It is highly respected in Europe.
Edible Parts: Coffee; Flowers; Leaves; Oil; Oil; Root; Stem.
Root - raw or cooked[1, 2, 4, 52, 183]. A mild flavour and somewhat
mucilaginous texture[K]. When boiled, the roots resemble salsify
(Tragopogon hispanicus)[1, 4, 115]. Leaves - raw or cooked[1, 4, 5, 52,
89, 115]. The very sharp leaf-spines must be removed first[46, 183],
which is quite a fiddly operation[K]. The leaves are quite thick and
have a mild flavour when young, at this time they are quite an
acceptable ingredient of mixed salads, though they can become bitter in
hot dry weather[K]. When cooked they make an acceptable spinach
substitute. It is possible to have leaves available all year round
from successional sowings[K]. Flower buds - cooked[1, 238]. A globe
artichoke substitute[12, 183], they are used before the flowers open.
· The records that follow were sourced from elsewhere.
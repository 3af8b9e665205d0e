//! In-memory storage backend.
//!
//! All tables live behind a single [`RwLock`]. Readers share the lock, every write takes it
//! exclusively, so a block commit is never observed half applied.

use crate::{IndexStorageReader, IndexStorageWriter, ProgressStorage, StorageError};
use std::{
    collections::{BTreeMap, BTreeSet, HashMap},
    sync::{RwLock, RwLockReadGuard, RwLockWriteGuard},
};
use tracing::trace;
use unitscan_types::{BlockRecord, PartitionId, TxHash, TxRecord, UnitId};

#[derive(Debug, Default)]
struct Tables {
    progress: BTreeMap<PartitionId, u64>,
    blocks: BTreeMap<(PartitionId, u64), BlockRecord>,
    /// Transactions keyed by insertion sequence.
    txs: BTreeMap<u64, TxRecord>,
    /// `(partition_id, insertion_sequence)` of every transaction.
    by_partition: BTreeSet<(PartitionId, u64)>,
    by_record_hash: HashMap<TxHash, u64>,
    by_order_hash: HashMap<TxHash, u64>,
    by_block: HashMap<(PartitionId, u64), Vec<u64>>,
    by_unit: HashMap<(PartitionId, UnitId), BTreeSet<u64>>,
    last_sequence: u64,
}

impl Tables {
    fn insert_block(&mut self, block: &BlockRecord) {
        self.blocks.insert((block.partition_id, block.block_number), block.clone());
    }

    fn insert_tx(&mut self, mut tx: TxRecord) -> Result<u64, StorageError> {
        if let Some(sequence) = self.by_record_hash.get(&tx.tx_record_hash) {
            return Ok(*sequence);
        }
        if self.by_order_hash.contains_key(&tx.tx_order_hash) {
            return Err(StorageError::ConflictError(format!(
                "order hash {} belongs to another transaction",
                tx.tx_order_hash
            )));
        }

        self.last_sequence += 1;
        let sequence = self.last_sequence;
        tx.insertion_sequence = sequence;

        self.by_record_hash.insert(tx.tx_record_hash, sequence);
        self.by_order_hash.insert(tx.tx_order_hash, sequence);
        self.by_partition.insert((tx.partition_id, sequence));
        self.by_block.entry((tx.partition_id, tx.block_number)).or_default().push(sequence);
        for unit_id in &tx.target_unit_ids {
            self.by_unit.entry((tx.partition_id, unit_id.clone())).or_default().insert(sequence);
        }
        self.txs.insert(sequence, tx);

        Ok(sequence)
    }

    fn tx_by_hash(&self, hash: &[u8]) -> Option<&TxRecord> {
        if hash.len() != TxHash::len_bytes() {
            return None;
        }
        let hash = TxHash::from_slice(hash);
        self.by_record_hash
            .get(&hash)
            .or_else(|| self.by_order_hash.get(&hash))
            .and_then(|sequence| self.txs.get(sequence))
    }

    fn unit_sequences(&self, partition_id: PartitionId, unit_id: &[u8]) -> Option<&BTreeSet<u64>> {
        self.by_unit.get(&(partition_id, UnitId::copy_from_slice(unit_id)))
    }
}

/// Storage backend keeping the whole index in memory.
#[derive(Debug, Default)]
pub struct InMemoryStore {
    tables: RwLock<Tables>,
}

impl InMemoryStore {
    /// Creates an empty store.
    pub fn new() -> Self {
        Self::default()
    }

    fn read(&self) -> Result<RwLockReadGuard<'_, Tables>, StorageError> {
        self.tables.read().map_err(|_| StorageError::LockPoisoned)
    }

    fn write(&self) -> Result<RwLockWriteGuard<'_, Tables>, StorageError> {
        self.tables.write().map_err(|_| StorageError::LockPoisoned)
    }
}

impl ProgressStorage for InMemoryStore {
    fn get_partition_progress(&self, partition_id: PartitionId) -> Result<u64, StorageError> {
        Ok(self.read()?.progress.get(&partition_id).copied().unwrap_or_default())
    }

    fn set_partition_progress(
        &self,
        partition_id: PartitionId,
        block_number: u64,
    ) -> Result<(), StorageError> {
        self.write()?.progress.insert(partition_id, block_number);
        Ok(())
    }

    fn known_partitions(&self) -> Result<Vec<PartitionId>, StorageError> {
        Ok(self.read()?.progress.keys().copied().collect())
    }
}

impl IndexStorageWriter for InMemoryStore {
    fn put_block(&self, block: &BlockRecord) -> Result<(), StorageError> {
        self.write()?.insert_block(block);
        Ok(())
    }

    fn put_tx(&self, tx: TxRecord) -> Result<u64, StorageError> {
        self.write()?.insert_tx(tx)
    }

    fn commit_block(&self, block: &BlockRecord, txs: Vec<TxRecord>) -> Result<(), StorageError> {
        let mut tables = self.write()?;

        // Check every order hash up front so that a conflict leaves the tables untouched.
        let mut batch = HashMap::with_capacity(txs.len());
        for tx in &txs {
            let owner = tables.by_order_hash.get(&tx.tx_order_hash);
            let stored_conflict =
                owner.is_some() && owner != tables.by_record_hash.get(&tx.tx_record_hash);
            let batch_conflict = batch
                .insert(tx.tx_order_hash, tx.tx_record_hash)
                .is_some_and(|record_hash| record_hash != tx.tx_record_hash);
            if stored_conflict || batch_conflict {
                return Err(StorageError::ConflictError(format!(
                    "order hash {} belongs to another transaction",
                    tx.tx_order_hash
                )));
            }
        }

        let tx_count = txs.len();
        for tx in txs {
            tables.insert_tx(tx)?;
        }
        tables.insert_block(block);
        tables.progress.insert(block.partition_id, block.block_number);

        trace!(
            target: "storage",
            partition_id = block.partition_id,
            block_number = block.block_number,
            tx_count,
            "Committed block"
        );
        Ok(())
    }
}

impl IndexStorageReader for InMemoryStore {
    fn get_block(
        &self,
        partition_id: PartitionId,
        block_number: u64,
    ) -> Result<Option<BlockRecord>, StorageError> {
        Ok(self.read()?.blocks.get(&(partition_id, block_number)).cloned())
    }

    fn get_blocks_desc(
        &self,
        partition_id: PartitionId,
        from: u64,
        limit: usize,
        include_empty: bool,
    ) -> Result<Vec<BlockRecord>, StorageError> {
        let tables = self.read()?;
        Ok(tables
            .blocks
            .range((partition_id, 0)..=(partition_id, from))
            .rev()
            .map(|(_, block)| block)
            .filter(|block| include_empty || !block.is_empty())
            .take(limit)
            .cloned()
            .collect())
    }

    fn get_tx(&self, hash: &[u8]) -> Result<Option<TxRecord>, StorageError> {
        Ok(self.read()?.tx_by_hash(hash).cloned())
    }

    fn get_txs_desc(
        &self,
        partition_id: PartitionId,
        from: Option<u64>,
        limit: usize,
    ) -> Result<Vec<TxRecord>, StorageError> {
        let tables = self.read()?;
        Ok(tables
            .by_partition
            .range((partition_id, 0)..=(partition_id, from.unwrap_or(u64::MAX)))
            .rev()
            .take(limit)
            .filter_map(|(_, sequence)| tables.txs.get(sequence))
            .cloned()
            .collect())
    }

    fn get_txs_by_block_number(
        &self,
        partition_id: PartitionId,
        block_number: u64,
    ) -> Result<Vec<TxRecord>, StorageError> {
        let tables = self.read()?;
        Ok(tables
            .by_block
            .get(&(partition_id, block_number))
            .into_iter()
            .flatten()
            .filter_map(|sequence| tables.txs.get(sequence))
            .cloned()
            .collect())
    }

    fn get_txs_by_unit_id(
        &self,
        partition_id: PartitionId,
        unit_id: &[u8],
    ) -> Result<Vec<TxRecord>, StorageError> {
        let tables = self.read()?;
        Ok(tables
            .unit_sequences(partition_id, unit_id)
            .into_iter()
            .flat_map(|sequences| sequences.iter().rev())
            .filter_map(|sequence| tables.txs.get(sequence))
            .cloned()
            .collect())
    }

    fn find_txs(
        &self,
        partition_id: PartitionId,
        key: &[u8],
    ) -> Result<Vec<TxRecord>, StorageError> {
        let tables = self.read()?;

        let mut sequences: BTreeSet<u64> = tables
            .unit_sequences(partition_id, key)
            .map(|sequences| sequences.iter().copied().collect())
            .unwrap_or_default();
        if let Some(tx) = tables.tx_by_hash(key).filter(|tx| tx.partition_id == partition_id) {
            sequences.insert(tx.insertion_sequence);
        }

        Ok(sequences.iter().rev().filter_map(|sequence| tables.txs.get(sequence)).cloned().collect())
    }
}

#[cfg(test)]
mod tests {
    use super::*;
    use rstest::rstest;
    use unitscan_types::{B256, Bytes};

    fn block(partition_id: PartitionId, block_number: u64, tx_count: usize) -> BlockRecord {
        BlockRecord { partition_id, block_number, tx_count, ..Default::default() }
    }

    fn tx(partition_id: PartitionId, block_number: u64, seed: u8, units: &[&'static [u8]]) -> TxRecord {
        TxRecord {
            partition_id,
            block_number,
            tx_record_hash: B256::repeat_byte(seed),
            tx_order_hash: B256::repeat_byte(seed.wrapping_add(0x80)),
            target_unit_ids: units.iter().map(|unit| Bytes::from_static(unit)).collect(),
            ..Default::default()
        }
    }

    #[test]
    fn test_progress_defaults_to_zero() {
        let store = InMemoryStore::new();
        assert_eq!(store.get_partition_progress(1).unwrap(), 0);
        assert!(store.known_partitions().unwrap().is_empty());

        store.set_partition_progress(1, 5).unwrap();
        assert_eq!(store.get_partition_progress(1).unwrap(), 5);
        assert_eq!(store.known_partitions().unwrap(), vec![1]);
    }

    #[test]
    fn test_put_tx_is_idempotent() {
        let store = InMemoryStore::new();
        let first = store.put_tx(tx(1, 1, 0x01, &[])).unwrap();
        let second = store.put_tx(tx(1, 1, 0x02, &[])).unwrap();
        let again = store.put_tx(tx(1, 1, 0x01, &[])).unwrap();

        assert_eq!(first, 1);
        assert_eq!(second, 2);
        assert_eq!(again, first);
        assert_eq!(store.get_txs_by_block_number(1, 1).unwrap().len(), 2);
    }

    #[test]
    fn test_tx_resolves_by_either_hash() {
        let store = InMemoryStore::new();
        store.put_tx(tx(1, 1, 0x01, &[])).unwrap();

        let by_record = store.get_tx(B256::repeat_byte(0x01).as_slice()).unwrap().unwrap();
        let by_order = store.get_tx(B256::repeat_byte(0x81).as_slice()).unwrap().unwrap();
        assert_eq!(by_record, by_order);
        assert_eq!(by_record.insertion_sequence, 1);
        assert!(store.get_tx(b"short").unwrap().is_none());
    }

    #[test]
    fn test_commit_block_advances_progress() {
        let store = InMemoryStore::new();
        store.commit_block(&block(1, 1, 2), vec![tx(1, 1, 0x01, &[]), tx(1, 1, 0x02, &[])]).unwrap();

        assert_eq!(store.get_partition_progress(1).unwrap(), 1);
        assert_eq!(store.get_block(1, 1).unwrap().unwrap().tx_count, 2);
        let txs = store.get_txs_by_block_number(1, 1).unwrap();
        assert_eq!(
            txs.iter().map(|tx| tx.tx_record_hash).collect::<Vec<_>>(),
            vec![B256::repeat_byte(0x01), B256::repeat_byte(0x02)]
        );
    }

    #[test]
    fn test_conflicting_commit_leaves_store_unchanged() {
        let store = InMemoryStore::new();
        store.commit_block(&block(1, 1, 1), vec![tx(1, 1, 0x01, &[])]).unwrap();

        let mut conflicting = tx(1, 2, 0x02, &[]);
        conflicting.tx_order_hash = B256::repeat_byte(0x81);
        let err = store.commit_block(&block(1, 2, 1), vec![conflicting]).unwrap_err();

        assert!(matches!(err, StorageError::ConflictError(_)));
        assert_eq!(store.get_partition_progress(1).unwrap(), 1);
        assert!(store.get_block(1, 2).unwrap().is_none());
        assert!(store.get_tx(B256::repeat_byte(0x02).as_slice()).unwrap().is_none());
    }

    #[rstest]
    #[case::include_empty(true, vec![6, 5, 4])]
    #[case::skip_empty(false, vec![6, 4, 2])]
    fn test_blocks_desc_filters_before_counting(
        #[case] include_empty: bool,
        #[case] expected: Vec<u64>,
    ) {
        let store = InMemoryStore::new();
        for number in 1..=6 {
            store.put_block(&block(1, number, usize::from(number % 2 == 0))).unwrap();
        }
        store.put_block(&block(2, 7, 1)).unwrap();

        let numbers: Vec<u64> = store
            .get_blocks_desc(1, 6, 3, include_empty)
            .unwrap()
            .iter()
            .map(|block| block.block_number)
            .collect();
        assert_eq!(numbers, expected);
    }

    #[test]
    fn test_txs_desc_is_scoped_to_partition() {
        let store = InMemoryStore::new();
        store.put_tx(tx(1, 1, 0x01, &[])).unwrap();
        store.put_tx(tx(2, 1, 0x02, &[])).unwrap();
        store.put_tx(tx(1, 2, 0x03, &[])).unwrap();

        let sequences: Vec<u64> =
            store.get_txs_desc(1, None, 10).unwrap().iter().map(|tx| tx.insertion_sequence).collect();
        assert_eq!(sequences, vec![3, 1]);

        let sequences: Vec<u64> = store
            .get_txs_desc(1, Some(2), 10)
            .unwrap()
            .iter()
            .map(|tx| tx.insertion_sequence)
            .collect();
        assert_eq!(sequences, vec![1]);

        let sequences: Vec<u64> =
            store.get_txs_desc(2, None, 10).unwrap().iter().map(|tx| tx.insertion_sequence).collect();
        assert_eq!(sequences, vec![2]);
    }

    #[test]
    fn test_readers_never_observe_partial_commits() {
        crate::test_utils::assert_commits_are_atomic(&InMemoryStore::new());
    }

    #[test]
    fn test_find_txs_matches_hashes_and_units() {
        let store = InMemoryStore::new();
        store.put_tx(tx(1, 1, 0x01, &[b"u1"])).unwrap();
        store.put_tx(tx(1, 2, 0x02, &[b"u1", b"u2"])).unwrap();
        store.put_tx(tx(2, 2, 0x03, &[b"u1"])).unwrap();

        let by_unit = store.find_txs(1, b"u1").unwrap();
        assert_eq!(by_unit.iter().map(|tx| tx.insertion_sequence).collect::<Vec<_>>(), vec![2, 1]);

        let by_order_hash = store.find_txs(1, B256::repeat_byte(0x82).as_slice()).unwrap();
        assert_eq!(by_order_hash.len(), 1);
        assert_eq!(by_order_hash[0].tx_record_hash, B256::repeat_byte(0x02));

        assert!(store.find_txs(2, B256::repeat_byte(0x01).as_slice()).unwrap().is_empty());
        assert_eq!(store.get_txs_by_unit_id(2, b"u1").unwrap().len(), 1);
        assert!(store.get_txs_by_unit_id(1, b"missing").unwrap().is_empty());
    }
}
The flavour is mild and acceptable, but the buds are quite small and
even more fiddly to use than globe artichokes[K]. Stems - raw or
cooked[4, 100]. They are best peeled and can be soaked to reduce the
bitterness[5, 183]. Palatable and nutritious[4, 115], they can be used
like asparagus or rhubarb or added to salads. They are best used in
spring when they are young. A good quality oil is obtained from the
seeds. The roasted seed is a coffee substitute[21, 46, 61, 183].
Plants For A Future can not take any responsibility for any adverse
effects from the use of plants. Always seek advice from a professional
before using a plant medicinally.
Astringent; Bitter; Cholagogue; Diaphoretic; Diuretic; Emetic; Emme
nagogue; Hepatic; Homeopathy; Stimulant; Stomachic;
Blessed thistle has a long history of use in the West as a remedy for
depression and liver problems. Recent research has confirmed that
it has a remarkable ability to protect the liver from damage resulting
from alcoholic and other types of poisoning. The whole plant is
astringent, bitter, cholagogue, diaphoretic, diuretic, emetic,
emmenagogue, hepatic, stimulant, stomachic and tonic[4, 21, 160, 165,
238]. It is used internally in the treatment of liver and gall bladder
diseases, jaundice, cirrhosis, hepatitis and poisoning. The plant
is harvested when in flower and dried for later use. Silymarin, an
extract from the seed, acts on the membranes of the liver cells
preventing the entry of virus toxins and other toxic compounds and thus
preventing damage to the cells. It also dramatically improves liver
regeneration in hepatitis, cirrhosis, mushroom poisoning and other
diseases of the liver[222, 238, 254]. German research suggests that
silybin (a flavonoid component of the seed) is clinically useful in the
treatment of severe poisoning by Amanita mushrooms. Seed extracts
are produced commercially in Europe. Regeneration of the liver is
particularly important in the treatment of cancer since this disease is
always characterized by a severely compromised and often partially
destroyed liver[K]. A homeopathic remedy is obtained from equal parts of
the root and the seed with its hulls still attached. It is used in
the treatment of liver and abdominal disorders.